● **Data records**
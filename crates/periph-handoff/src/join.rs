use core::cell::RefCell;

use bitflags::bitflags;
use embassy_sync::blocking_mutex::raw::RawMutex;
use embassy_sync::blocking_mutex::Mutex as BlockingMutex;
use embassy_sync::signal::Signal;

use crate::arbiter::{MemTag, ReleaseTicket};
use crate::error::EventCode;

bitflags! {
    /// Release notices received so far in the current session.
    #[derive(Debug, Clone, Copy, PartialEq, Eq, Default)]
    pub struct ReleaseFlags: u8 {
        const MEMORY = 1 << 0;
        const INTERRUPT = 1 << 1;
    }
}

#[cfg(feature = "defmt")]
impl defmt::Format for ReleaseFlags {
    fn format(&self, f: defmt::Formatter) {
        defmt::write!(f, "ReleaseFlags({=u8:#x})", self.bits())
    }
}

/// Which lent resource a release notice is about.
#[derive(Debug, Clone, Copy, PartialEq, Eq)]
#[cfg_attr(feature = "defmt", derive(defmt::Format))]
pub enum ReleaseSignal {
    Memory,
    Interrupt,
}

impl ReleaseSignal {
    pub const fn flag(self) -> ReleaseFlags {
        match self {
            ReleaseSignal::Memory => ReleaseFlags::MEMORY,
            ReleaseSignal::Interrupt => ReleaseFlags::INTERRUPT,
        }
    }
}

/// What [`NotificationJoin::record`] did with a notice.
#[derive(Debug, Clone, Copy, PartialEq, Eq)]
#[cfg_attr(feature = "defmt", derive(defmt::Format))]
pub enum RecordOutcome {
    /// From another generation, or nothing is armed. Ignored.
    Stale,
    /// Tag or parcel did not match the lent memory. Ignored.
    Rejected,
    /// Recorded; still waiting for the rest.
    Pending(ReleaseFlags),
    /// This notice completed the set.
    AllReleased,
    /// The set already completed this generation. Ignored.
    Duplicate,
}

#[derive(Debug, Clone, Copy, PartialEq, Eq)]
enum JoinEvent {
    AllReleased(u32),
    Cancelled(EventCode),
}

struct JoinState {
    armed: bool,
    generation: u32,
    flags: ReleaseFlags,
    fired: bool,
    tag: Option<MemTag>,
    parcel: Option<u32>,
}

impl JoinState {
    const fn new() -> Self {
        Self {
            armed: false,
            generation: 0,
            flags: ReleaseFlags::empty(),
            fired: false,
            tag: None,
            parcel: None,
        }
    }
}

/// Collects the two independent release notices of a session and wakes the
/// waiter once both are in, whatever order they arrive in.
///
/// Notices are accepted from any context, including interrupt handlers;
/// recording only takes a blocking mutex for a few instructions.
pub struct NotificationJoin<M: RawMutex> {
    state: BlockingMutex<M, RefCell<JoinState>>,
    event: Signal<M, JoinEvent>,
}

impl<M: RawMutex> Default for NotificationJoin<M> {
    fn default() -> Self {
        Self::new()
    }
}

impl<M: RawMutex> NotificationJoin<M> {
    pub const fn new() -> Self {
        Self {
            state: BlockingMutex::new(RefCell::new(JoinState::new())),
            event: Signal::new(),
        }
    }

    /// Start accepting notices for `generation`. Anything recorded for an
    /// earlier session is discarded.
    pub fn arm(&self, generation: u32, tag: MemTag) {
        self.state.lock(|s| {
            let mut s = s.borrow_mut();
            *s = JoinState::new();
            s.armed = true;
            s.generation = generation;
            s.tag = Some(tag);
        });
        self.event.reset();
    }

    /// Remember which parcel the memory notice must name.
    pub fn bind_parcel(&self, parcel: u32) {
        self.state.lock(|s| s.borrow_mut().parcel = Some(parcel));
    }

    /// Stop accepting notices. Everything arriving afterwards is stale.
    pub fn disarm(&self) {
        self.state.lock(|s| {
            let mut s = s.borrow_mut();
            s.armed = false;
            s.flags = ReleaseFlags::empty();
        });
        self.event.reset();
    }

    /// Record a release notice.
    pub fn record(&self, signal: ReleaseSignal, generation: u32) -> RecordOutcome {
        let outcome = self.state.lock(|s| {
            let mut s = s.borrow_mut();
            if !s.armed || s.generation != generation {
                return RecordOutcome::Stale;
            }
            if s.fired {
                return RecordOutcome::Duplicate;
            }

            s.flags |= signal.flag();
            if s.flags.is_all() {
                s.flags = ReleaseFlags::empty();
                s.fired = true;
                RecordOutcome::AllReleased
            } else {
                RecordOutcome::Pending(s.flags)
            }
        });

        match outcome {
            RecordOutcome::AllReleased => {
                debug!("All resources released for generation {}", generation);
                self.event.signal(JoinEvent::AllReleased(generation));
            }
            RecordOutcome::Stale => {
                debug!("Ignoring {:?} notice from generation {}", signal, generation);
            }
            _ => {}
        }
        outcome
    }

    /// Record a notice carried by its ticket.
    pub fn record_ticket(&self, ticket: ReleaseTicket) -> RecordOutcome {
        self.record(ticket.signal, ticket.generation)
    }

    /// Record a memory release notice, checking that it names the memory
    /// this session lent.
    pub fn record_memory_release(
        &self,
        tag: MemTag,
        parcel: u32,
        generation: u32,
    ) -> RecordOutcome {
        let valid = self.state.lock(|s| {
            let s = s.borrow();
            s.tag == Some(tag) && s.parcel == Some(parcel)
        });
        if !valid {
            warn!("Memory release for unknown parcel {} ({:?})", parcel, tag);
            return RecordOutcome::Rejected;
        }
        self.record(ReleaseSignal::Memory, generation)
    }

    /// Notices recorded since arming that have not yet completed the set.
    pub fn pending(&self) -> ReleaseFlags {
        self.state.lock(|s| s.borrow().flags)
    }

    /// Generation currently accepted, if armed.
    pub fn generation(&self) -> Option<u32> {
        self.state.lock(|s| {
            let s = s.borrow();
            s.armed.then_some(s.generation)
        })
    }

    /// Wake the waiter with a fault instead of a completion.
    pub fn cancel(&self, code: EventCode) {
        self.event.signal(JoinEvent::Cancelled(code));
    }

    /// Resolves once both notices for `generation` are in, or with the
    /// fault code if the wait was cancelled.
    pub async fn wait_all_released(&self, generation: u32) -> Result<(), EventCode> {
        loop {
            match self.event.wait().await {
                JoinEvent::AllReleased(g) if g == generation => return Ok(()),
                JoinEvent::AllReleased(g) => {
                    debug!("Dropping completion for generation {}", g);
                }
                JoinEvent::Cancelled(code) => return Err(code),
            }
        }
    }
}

● **Exercise goal**
Set down every record above exactly as written.

● **Answer space**
filename crates/periph-handoff/src/join.rs
use core::cell::RefCell;

use bitflags::bitflags;
use embassy_sync::blocking_mutex::raw::RawMutex;
use embassy_sync::blocking_mutex::Mutex as BlockingMutex;
use embassy_sync::signal::Signal;

use crate::arbiter::{MemTag, ReleaseTicket};
use crate::error::EventCode;

bitflags! {
    /// Release notices received so far in the current session.
    #[derive(Debug, Clone, Copy, PartialEq, Eq, Default)]
    pub struct ReleaseFlags: u8 {
        const MEMORY = 1 << 0;
        const INTERRUPT = 1 << 1;
    }
}

#[cfg(feature = "defmt")]
impl defmt::Format for ReleaseFlags {
    fn format(&self, f: defmt::Formatter) {
        defmt::write!(f, "ReleaseFlags({=u8:#x})", self.bits())
    }
}

/// Which lent resource a release notice is about.
#[derive(Debug, Clone, Copy, PartialEq, Eq)]
#[cfg_attr(feature = "defmt", derive(defmt::Format))]
pub enum ReleaseSignal {
    Memory,
    Interrupt,
}

impl ReleaseSignal {
    pub const fn flag(self) -> ReleaseFlags {
        match self {
            ReleaseSignal::Memory => ReleaseFlags::MEMORY,
            ReleaseSignal::Interrupt => ReleaseFlags::INTERRUPT,
        }
    }
}

/// What [`NotificationJoin::record`] did with a notice.
#[derive(Debug, Clone, Copy, PartialEq, Eq)]
#[cfg_attr(feature = "defmt", derive(defmt::Format))]
pub enum RecordOutcome {
    /// From another generation, or nothing is armed. Ignored.
    Stale,
    /// Tag or parcel did not match the lent memory. Ignored.
    Rejected,
    /// Recorded; still waiting for the rest.
    Pending(ReleaseFlags),
    /// This notice completed the set.
    AllReleased,
    /// The set already completed this generation. Ignored.
    Duplicate,
}

#[derive(Debug, Clone, Copy, PartialEq, Eq)]
enum JoinEvent {
    AllReleased(u32),
    Cancelled(EventCode),
}

struct JoinState {
    armed: bool,
    generation: u32,
    flags: ReleaseFlags,
    fired: bool,
    tag: Option<MemTag>,
    parcel: Option<u32>,
}

impl JoinState {
    const fn new() -> Self {
        Self {
            armed: false,
            generation: 0,
            flags: ReleaseFlags::empty(),
            fired: false,
            tag: None,
            parcel: None,
        }
    }
}

/// Collects the two independent release notices of a session and wakes the
/// waiter once both are in, whatever order they arrive in.
///
/// Notices are accepted from any context, including interrupt handlers;
/// recording only takes a blocking mutex for a few instructions.
pub struct NotificationJoin<M: RawMutex> {
    state: BlockingMutex<M, RefCell<JoinState>>,
    event: Signal<M, JoinEvent>,
}

impl<M: RawMutex> Default for NotificationJoin<M> {
    fn default() -> Self {
        Self::new()
    }
}

impl<M: RawMutex> NotificationJoin<M> {
    pub const fn new() -> Self {
        Self {
            state: BlockingMutex::new(RefCell::new(JoinState::new())),
            event: Signal::new(),
        }
    }

    /// Start accepting notices for `generation`. Anything recorded for an
    /// earlier session is discarded.
    pub fn arm(&self, generation: u32, tag: MemTag) {
        self.state.lock(|s| {
            let mut s = s.borrow_mut();
            *s = JoinState::new();
            s.armed = true;
            s.generation = generation;
            s.tag = Some(tag);
        });
        self.event.reset();
    }

    /// Remember which parcel the memory notice must name.
    pub fn bind_parcel(&self, parcel: u32) {
        self.state.lock(|s| s.borrow_mut().parcel = Some(parcel));
    }

    /// Stop accepting notices. Everything arriving afterwards is stale.
    pub fn disarm(&self) {
        self.state.lock(|s| {
            let mut s = s.borrow_mut();
            s.armed = false;
            s.flags = ReleaseFlags::empty();
        });
        self.event.reset();
    }

    /// Record a release notice.
    pub fn record(&self, signal: ReleaseSignal, generation: u32) -> RecordOutcome {
        let outcome = self.state.lock(|s| {
            let mut s = s.borrow_mut();
            if !s.armed || s.generation != generation {
                return RecordOutcome::Stale;
            }
            if s.fired {
                return RecordOutcome::Duplicate;
            }

            s.flags |= signal.flag();
            if s.flags.is_all() {
                s.flags = ReleaseFlags::empty();
                s.fired = true;
                RecordOutcome::AllReleased
            } else {
                RecordOutcome::Pending(s.flags)
            }
        });

        match outcome {
            RecordOutcome::AllReleased => {
                debug!("All resources released for generation {}", generation);
                self.event.signal(JoinEvent::AllReleased(generation));
            }
            RecordOutcome::Stale => {
                debug!("Ignoring {:?} notice from generation {}", signal, generation);
            }
            _ => {}
        }
        outcome
    }

    /// Record a notice carried by its ticket.
    pub fn record_ticket(&self, ticket: ReleaseTicket) -> RecordOutcome {
        self.record(ticket.signal, ticket.generation)
    }

    /// Record a memory release notice, checking that it names the memory
    /// this session lent.
    pub fn record_memory_release(
        &self,
        tag: MemTag,
        parcel: u32,
        generation: u32,
    ) -> RecordOutcome {
        let valid = self.state.lock(|s| {
            let s = s.borrow();
            s.tag == Some(tag) && s.parcel == Some(parcel)
        });
        if !valid {
            warn!("Memory release for unknown parcel {} ({:?})", parcel, tag);
            return RecordOutcome::Rejected;
        }
        self.record(ReleaseSignal::Memory, generation)
    }

    /// Notices recorded since arming that have not yet completed the set.
    pub fn pending(&self) -> ReleaseFlags {
        self.state.lock(|s| s.borrow().flags)
    }

    /// Generation currently accepted, if armed.
    pub fn generation(&self) -> Option<u32> {
        self.state.lock(|s| {
            let s = s.borrow();
            s.armed.then_some(s.generation)
        })
    }

    /// Wake the waiter with a fault instead of a completion.
    pub fn cancel(&self, code: EventCode) {
        self.event.signal(JoinEvent::Cancelled(code));
    }

    /// Resolves once both notices for `generation` are in, or with the
    /// fault code if the wait was cancelled.
    pub async fn wait_all_released(&self, generation: u32) -> Result<(), EventCode> {
        loop {
            match self.event.wait().await {
                JoinEvent::AllReleased(g) if g == generation => return Ok(()),
                JoinEvent::AllReleased(g) => {
                    debug!("Dropping completion for generation {}", g);
                }
                JoinEvent::Cancelled(code) => return Err(code),
            }
        }
    }
}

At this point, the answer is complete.